# Problems hauling full suspension bike on hanging rack



## Jnthomps08 (Mar 22, 2010)

I have a salsa spearfish and a Yakima doubledown 4. Below is the only way that my bike will fit on the rack. I do not like this as I worry about the stress on the shock. Thoughts? Thinking about a tray style rack.


----------



## equalme (Sep 8, 2010)

Your only option is an adapter that grips at the stem to seatpost:
XPORT Frame Adapter - Bike Transport

Other than that, you either purchase a platform rack or risk damage to your bike.


----------



## Jnthomps08 (Mar 22, 2010)

Thought so! Now I have an excuse for a new rack!


----------



## equalme (Sep 8, 2010)

I recommend the 1UP if your wallet is loose enough. I've had experience with both the Kuat Sherpa and Thule T2...the 1UP is in a completely different league.


----------



## BStrummin (Nov 17, 2009)

Yakima Top Tube

That's what I use with my Santa Cruz on a double down 4.


----------



## Jnthomps08 (Mar 22, 2010)

DexterMustard said:


> Yakima Top Tube
> 
> That's what I use with my Santa Cruz on a double down 4.
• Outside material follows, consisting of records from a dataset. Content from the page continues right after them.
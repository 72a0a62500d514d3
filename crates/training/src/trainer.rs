use std::path::PathBuf;

use candle_core::{DType, Var};

use crate::{
    checkpoint::{CheckpointPayload, CheckpointStore},
    config::Precision,
    data::{Batch, DataLoader},
    distributed::{DistributedCoordinator, SingleProcess},
    evaluation::{Evaluator, LossEvaluator},
    logging::{Logger, LoggingSettings},
    metrics::{ScoreRecord, StepState},
    model::RoleModel,
    optimizer::{clip_grad_norm, AdamWConfig, GradientScaler, TrainerOptimizer},
    run::RunContext,
    scheduler::{LRScheduler, SchedulerConfig},
    TrainingConfig, TrainingError,
};

/// Batches whose token dimension exceeds this are dropped without training.
pub const MAX_TOKEN_DIM: usize = 512;

/// What a finished (or interrupted) run did.
#[derive(Debug, Clone, Default, PartialEq)]
pub struct TrainingSummary {
    pub processed_batches: usize,
    pub skipped_batches: usize,
    /// Optimizer updates actually applied; scaled runs may skip some.
    pub optimizer_steps: usize,
    pub scheduler_steps: usize,
    pub checkpoints: Vec<PathBuf>,
    /// Baseline record first when evaluation is enabled, then one per epoch.
    pub evaluations: Vec<ScoreRecord>,
    pub never_updated: Vec<String>,
    pub interrupted: bool,
}

type StepObserver = Box<dyn FnMut(&StepState)>;

/// Epoch/step driver for a `RoleModel`.
///
/// Owns optimizer, scheduler, scaler and checkpoint store for the duration
/// of `run`; the model stays with the trainer afterwards.
pub struct Trainer<M: RoleModel> {
    config: TrainingConfig,
    run: RunContext,
    model: M,
    coordinator: Box<dyn DistributedCoordinator>,
    evaluator: Box<dyn Evaluator>,
    logging: Option<LoggingSettings>,
    observer: Option<StepObserver>,
}

struct TrainingState {
    optimizer: TrainerOptimizer,
    scheduler: Box<dyn LRScheduler>,
    scaler: GradientScaler,
    store: CheckpointStore,
    params: Vec<Var>,
    logger: Logger,
}

impl<M: RoleModel> Trainer<M> {
    pub fn new(config: TrainingConfig, model: M) -> Result<Self, TrainingError> {
        config.validate()?;
        Ok(Self {
            run: RunContext::new(&config),
            config,
            model,
            coordinator: Box::new(SingleProcess),
            evaluator: Box::new(LossEvaluator::new()),
            logging: None,
            observer: None,
        })
    }

    pub fn with_coordinator(mut self, coordinator: Box<dyn DistributedCoordinator>) -> Self {
        self.coordinator = coordinator;
        self
    }

    pub fn with_evaluator(mut self, evaluator: Box<dyn Evaluator>) -> Self {
        self.evaluator = evaluator;
        self
    }

    pub fn with_run_context(mut self, run: RunContext) -> Self {
        self.run = run;
        self
    }

    /// Overrides the sinks derived from the config and rank.
    pub fn with_logging(mut self, settings: LoggingSettings) -> Self {
        self.logging = Some(settings);
        self
    }

    /// Called with every `StepState` after the corresponding update.
    pub fn with_step_observer<F>(mut self, observer: F) -> Self
    where
        F: FnMut(&StepState) + 'static,
    {
        self.observer = Some(Box::new(observer));
        self
    }

    pub fn config(&self) -> &TrainingConfig {
        &self.config
    }

    pub fn run_context(&self) -> &RunContext {
        &self.run
    }

    pub fn model(&self) -> &M {
        &self.model
    }

    pub fn into_model(self) -> M {
        self.model
    }

    pub fn run(
        &mut self,
        train: &mut dyn DataLoader,
        dev: Option<&mut dyn DataLoader>,
    ) -> Result<TrainingSummary, TrainingError> {
        self.run_with_shutdown(train, dev, || false)
    }

    /// Like `run`, but checks `should_stop` before every batch. A stop
    /// abandons the current epoch without saving or evaluating it.
    pub fn run_with_shutdown<F>(
        &mut self,
        train: &mut dyn DataLoader,
        mut dev: Option<&mut dyn DataLoader>,
        mut should_stop: F,
    ) -> Result<TrainingSummary, TrainingError>
    where
        F: FnMut() -> bool,
    {
        let primary = self.coordinator.is_primary();
        let prepared = if self.config.eval && primary && dev.is_none() {
            Err(TrainingError::initialization(
                "evaluation is enabled but no dev stream was provided",
            ))
        } else {
            self.prepare(train.num_batches(), primary)
        };
        let mut state = self.settle(prepared, "startup")?;
        let mut summary = TrainingSummary::default();
        let hparams = self.config.numeric_hparams();

        log::info!(
            "run {}: {} epochs x {} batches on rank {} of {} ({:?} precision)",
            self.run.run_id(),
            self.config.max_epochs,
            train.num_batches(),
            self.coordinator.rank(),
            self.coordinator.world_size(),
            self.config.precision()
        );

        self.model.set_training(true);
        if self.config.eval && primary {
            if let Some(dev) = dev.as_mut().map(|d| &mut **d as &mut dyn DataLoader) {
                let record = self.evaluate(dev)?;
                state.logger.log_evaluation(0, &record, &hparams);
                summary.evaluations.push(record);
            }
        }

        'epochs: for epoch in 0..self.config.max_epochs {
            train.set_epoch(epoch);
            let batches_per_epoch = train.num_batches();
            state.logger.start_epoch(epoch, batches_per_epoch);
            let mut epoch_loss = 0.0;
            let mut epoch_batches = 0usize;
            let mut batch_index = 0usize;

            loop {
                if should_stop() {
                    log::info!("stop requested during epoch {epoch}; abandoning it");
                    summary.interrupted = true;
                    state.logger.finish_epoch();
                    break 'epochs;
                }
                let Some(batch) = train.next_batch()? else {
                    break;
                };
                let global_step = epoch * batches_per_epoch + batch_index;
                batch_index += 1;

                let token_dim = batch.token_dim();
                if token_dim > MAX_TOKEN_DIM {
                    log::warn!(
                        "skipping batch with token dimension {token_dim} (limit {MAX_TOKEN_DIM})"
                    );
                    summary.skipped_batches += 1;
                    state.logger.log_skipped_batch();
                    continue;
                }

                let step = self.train_step(&mut state, epoch, global_step, &batch)?;
                summary.processed_batches += 1;
                if step.applied {
                    summary.optimizer_steps += 1;
                }
                epoch_loss += step.loss;
                epoch_batches += 1;

                state.logger.log_step(&step);
                if let Some(observer) = self.observer.as_mut() {
                    observer(&step);
                }
            }

            state.logger.finish_epoch();
            if epoch_batches > 0 {
                log::info!(
                    "epoch {epoch} done: {epoch_batches} batches, mean loss {:.4}",
                    epoch_loss / epoch_batches as f64
                );
            }

            let epoch_dev = dev.as_mut().map(|d| &mut **d as &mut dyn DataLoader);
            self.end_of_epoch(&mut state, epoch, epoch_dev, &hparams, &mut summary)?;
        }

        state.logger.flush();
        summary.scheduler_steps = state.scheduler.steps_taken();
        summary.never_updated = state
            .optimizer
            .never_updated()
            .into_iter()
            .map(str::to_string)
            .collect();
        if !summary.never_updated.is_empty() && summary.processed_batches > 0 {
            log::warn!(
                "parameters never received a gradient: {}",
                summary.never_updated.join(", ")
            );
        }
        Ok(summary)
    }

    fn prepare(&self, steps_per_epoch: usize, primary: bool) -> Result<TrainingState, TrainingError> {
        let named = self.model.named_parameters();
        let params: Vec<Var> = named.iter().map(|(_, var)| var.clone()).collect();
        let mut optimizer = TrainerOptimizer::new(named, AdamWConfig::from(&self.config))?;
        let scheduler =
            SchedulerConfig::from_training_config(&self.config, steps_per_epoch).build()?;
        optimizer.set_learning_rate(scheduler.learning_rate());

        let settings = self
            .logging
            .clone()
            .unwrap_or_else(|| LoggingSettings::for_run(&self.config, &self.run, primary));
        let logger = Logger::new(settings)?;
        if let Some(dir) = logger.tensorboard_dir() {
            log::info!("writing tensorboard events to {}", dir.display());
        }

        Ok(TrainingState {
            optimizer,
            scheduler,
            scaler: GradientScaler::new(self.config.precision()),
            store: CheckpointStore::new(&self.run, &self.config),
            params,
            logger,
        })
    }

    fn train_step(
        &self,
        state: &mut TrainingState,
        epoch: usize,
        global_step: usize,
        batch: &Batch,
    ) -> Result<StepState, TrainingError> {
        let precision = self.config.precision();
        let loss = self.model.forward_loss(batch, precision)?;
        let loss_value = loss
            .to_dtype(DType::F64)
            .and_then(|loss| loss.to_vec0::<f64>())
            .map_err(to_runtime_error)?;

        let scaled = state.scaler.scale(&loss)?;
        let mut grads = scaled.backward().map_err(to_runtime_error)?;

        if precision == Precision::Scaled {
            state.scaler.unscale(&state.optimizer, &mut grads)?;
        }
        let grad_norm = clip_grad_norm(
            state.optimizer.parameters(),
            &mut grads,
            self.config.max_grad_norm,
        )?
        .unwrap_or(0.0);

        let learning_rate = state.optimizer.learning_rate();
        let applied = state.scaler.step(&mut state.optimizer, &mut grads)?;
        state.scaler.update();

        let next_lr = state.scheduler.step();
        state.optimizer.set_learning_rate(next_lr);

        Ok(StepState {
            epoch,
            global_step,
            loss: loss_value,
            grad_norm,
            learning_rate,
            applied,
        })
    }

    fn end_of_epoch(
        &mut self,
        state: &mut TrainingState,
        epoch: usize,
        dev: Option<&mut dyn DataLoader>,
        hparams: &[(&str, f64)],
        summary: &mut TrainingSummary,
    ) -> Result<(), TrainingError> {
        let primary = self.coordinator.is_primary();

        let saved = if primary && self.config.save {
            CheckpointPayload::capture(
                epoch,
                &self.config,
                &self.model,
                &state.optimizer,
                state.scheduler.as_ref(),
                &state.scaler,
            )
            .and_then(|payload| state.store.save(&payload))
            .map(Some)
        } else {
            Ok(None)
        };

        if !self.config.eval {
            summary.checkpoints.extend(saved?);
            return Ok(());
        }

        // every rank joins the collective, only the primary evaluates
        if self.coordinator.is_distributed() {
            self.coordinator.all_reduce_average(&state.params)?;
        }
        let evaluated = match dev {
            Some(dev) if primary => self.evaluate(dev).map(Some),
            _ => Ok(None),
        };

        let (saved, evaluated) = self.settle(
            saved.and_then(|path| evaluated.map(|record| (path, record))),
            "end of epoch",
        )?;
        summary.checkpoints.extend(saved);
        if let Some(record) = evaluated {
            state.logger.log_evaluation(epoch + 1, &record, hparams);
            summary.evaluations.push(record);
        }
        Ok(())
    }

    /// Makes a local failure fatal on every rank. Ranks only meet when
    /// evaluation is enabled, so single-sided errors elsewhere need no vote.
    fn settle<T>(
        &self,
        local: Result<T, TrainingError>,
        stage: &str,
    ) -> Result<T, TrainingError> {
        if !(self.config.eval && self.coordinator.is_distributed()) {
            return local;
        }
        let vote = if local.is_ok() { 0.0 } else { 1.0 };
        let failures = self.coordinator.all_reduce_sum(vec![vote])?;
        let value = local?;
        match failures.first() {
            Some(failed) if *failed > 0.0 => Err(TrainingError::distributed(format!(
                "{failed} rank(s) failed at {stage}"
            ))),
            _ => Ok(value),
        }
    }

    fn evaluate(&mut self, dev: &mut dyn DataLoader) -> Result<ScoreRecord, TrainingError> {
        let result = self.evaluator.evaluate(&self.model, dev);
        self.model.set_training(true);
        result
    }
}

fn to_runtime_error(err: candle_core::Error) -> TrainingError {
    TrainingError::runtime(err.to_string())
}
How secure is it? Any problems? Sure is cheaper than a new rack..


----------



## BStrummin (Nov 17, 2009)

It seems pretty secure. The only real problem I could see is any kind of release of the seat post would be catastrophic. My insurance is making sure one of the rubber strappies goes around the frame.

Also now that I look at your frame, this may not even work due to where that tube is between the top tube and seat tube - there may not be enough room. Maybe see if you can test fit one somewhere? Or find somewhere with a good return policy.


----------



## rnr (Mar 23, 2012)

Those top tube adapters are nice, but they promote a little bit more wobble in the bike while it's on the rack. Other than that though, they work great.


----------



## rnr (Mar 23, 2012)

anthonylokrn said:


> I recommend the 1UP if your wallet is loose enough. I've had experience with both the Kuat Sherpa and Thule T2...the 1UP is in a completely different league.


Inno has a very similar set up to the 1UP rack. Right now it is only for the roof, although I heard they are working on a hitch rack set up. It should give the 1UP a run for its money at a much lower cost. Fingers crossed! :thumbsup:


----------